My grandson told me about this story, as it turns out I have a passion for science-fiction and adventure, that's what brings me here.

For me, the plot to this story was very creative, the writer has a rich imagination. His ability to combine fact with fiction, especially within the first chapter was an interesting experience for me. I did not get a chance to review this piece of writing during last month's contest, so I am grateful to have the chance now.

There is such a thing as providing the reader with too much information during the opening chapter, but for me personally, I find there to be just enough information to keep the pages turning, this excerpt being a case in point.

I found the writer's technique of introducing one character at a time to be an effective idea, one can relate better to a character if one has time to fully appreciate them.

I would also like to say that the dialogue within chapters' one and two make for an intriguing read, where they combine love, adventure, humor, general science and future technology, space and time, spaceships, and especially some of that all-out-mystery which writer's love.

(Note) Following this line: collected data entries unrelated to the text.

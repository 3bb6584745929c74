// Simulated sign-in and registration. Nothing leaves the device.
use serde::{Deserialize, Serialize};
use thiserror::Error;

#[derive(Error, Debug, PartialEq, Eq)]
pub enum AuthError {
    #[error("Please fill in all fields")]
    MissingFields,
}

#[derive(Debug, Clone, PartialEq, Eq, Serialize, Deserialize)]
#[serde(rename_all = "camelCase")]
pub struct UserProfile {
    pub id: String,
    pub name: String,
    pub email: String,
    pub phone: String,
    #[serde(default, skip_serializing_if = "Option::is_none")]
    pub avatar: Option<String>,
}

// Partial profile edit; `None` leaves the field untouched
#[derive(Debug, Clone, Default, PartialEq, Eq, Serialize, Deserialize)]
#[serde(default, rename_all = "camelCase")]
pub struct ProfileUpdate {
    pub name: Option<String>,
    pub email: Option<String>,
    pub phone: Option<String>,
    pub avatar: Option<String>,
}

impl ProfileUpdate {
    // The profile form submits name, email and phone together
    pub fn from_form(name: &str, email: &str, phone: &str) -> Result<Self, AuthError> {
        if [name, email, phone].iter().any(|field| field.trim().is_empty()) {
            return Err(AuthError::MissingFields);
        }
        Ok(Self {
            name: Some(name.trim().to_string()),
            email: Some(email.trim().to_string()),
            phone: Some(phone.trim().to_string()),
            avatar: None,
        })
    }

    pub fn apply_to(&self, profile: &mut UserProfile) {
        if let Some(name) = &self.name {
            profile.name = name.clone();
        }
        if let Some(email) = &self.email {
            profile.email = email.clone();
        }
        if let Some(phone) = &self.phone {
            profile.phone = phone.clone();
        }
        if let Some(avatar) = &self.avatar {
            profile.avatar = Some(avatar.clone());
        }
    }
}

const DEMO_USER_ID: &str = "1";
const DEMO_USER_NAME: &str = "John Doe";
const DEMO_USER_PHONE: &str = "+90 555 123 4567";

#[derive(Debug, Clone, PartialEq, Eq)]
pub struct Credentials {
    pub email: String,
    pub password: String,
}

impl Credentials {
    pub fn new(email: impl Into<String>, password: impl Into<String>) -> Self {
        Self {
            email: email.into(),
            password: password.into(),
        }
    }

    // Any non-empty email/password pair signs in as the demo user
    pub fn authenticate(&self) -> Result<UserProfile, AuthError> {
        if self.email.trim().is_empty() || self.password.is_empty() {
            return Err(AuthError::MissingFields);
        }
        Ok(UserProfile {
            id: DEMO_USER_ID.to_string(),
            name: DEMO_USER_NAME.to_string(),
            email: self.email.trim().to_string(),
            phone: DEMO_USER_PHONE.to_string(),
            avatar: None,
        })
    }
}

#[derive(Debug, Clone, PartialEq, Eq)]
pub struct Registration {
    pub name: String,
    pub email: String,
    pub password: String,
    pub phone: String,
}

impl Registration {
    // Every field must be present; contact formats are not checked here
    pub fn register(&self) -> Result<UserProfile, AuthError> {
        let required = [&self.name, &self.email, &self.phone];
        if required.iter().any(|field| field.trim().is_empty()) || self.password.is_empty() {
            return Err(AuthError::MissingFields);
        }
        Ok(UserProfile {
            id: DEMO_USER_ID.to_string(),
            name: self.name.trim().to_string(),
            email: self.email.trim().to_string(),
            phone: self.phone.trim().to_string(),
            avatar: None,
        })
    }
}

// local@domain.tld: one '@', no whitespace, and a dot inside the domain part
pub fn is_valid_email(email: &str) -> bool {
    let email = email.trim();
    if email.chars().any(char::is_whitespace) {
        return false;
    }
    let Some((local, domain)) = email.split_once('@') else {
        return false;
    };
    if local.is_empty() || domain.contains('@') {
        return false;
    }
    domain
        .char_indices()
        .any(|(i, c)| c == '.' && i > 0 && i + 1 < domain.len())
}

// Optional leading '+', then at least ten digits, spaces, dashes or parentheses
pub fn is_valid_phone(phone: &str) -> bool {
    let body = phone.strip_prefix('+').unwrap_or(phone);
    body.chars().count() >= 10
        && body
            .chars()
            .all(|c| c.is_ascii_digit() || c.is_whitespace() || matches!(c, '-' | '(' | ')'))
}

I thought that the descriptive detail used to portray the world of 'Julos' in chapter three was a nice touch, I don't know if there is such a thing as being too descriptive, where certain details may be lost on the reader, keep an eye out for this, otherwise, I found that. you could really imagine yourself being there.

Finally, I will conclude my essay of a review. There are some grammatical and punctuational errors throughout the three chapters. As a new writer, I understand that it may be easy to overlook many of these, this is where editors' and proofreaders' come in handy if I am not mistaken. I really enjoyed this work regardless, a sound plot, looking forward to reading the rest of the novel. Keep up the good work!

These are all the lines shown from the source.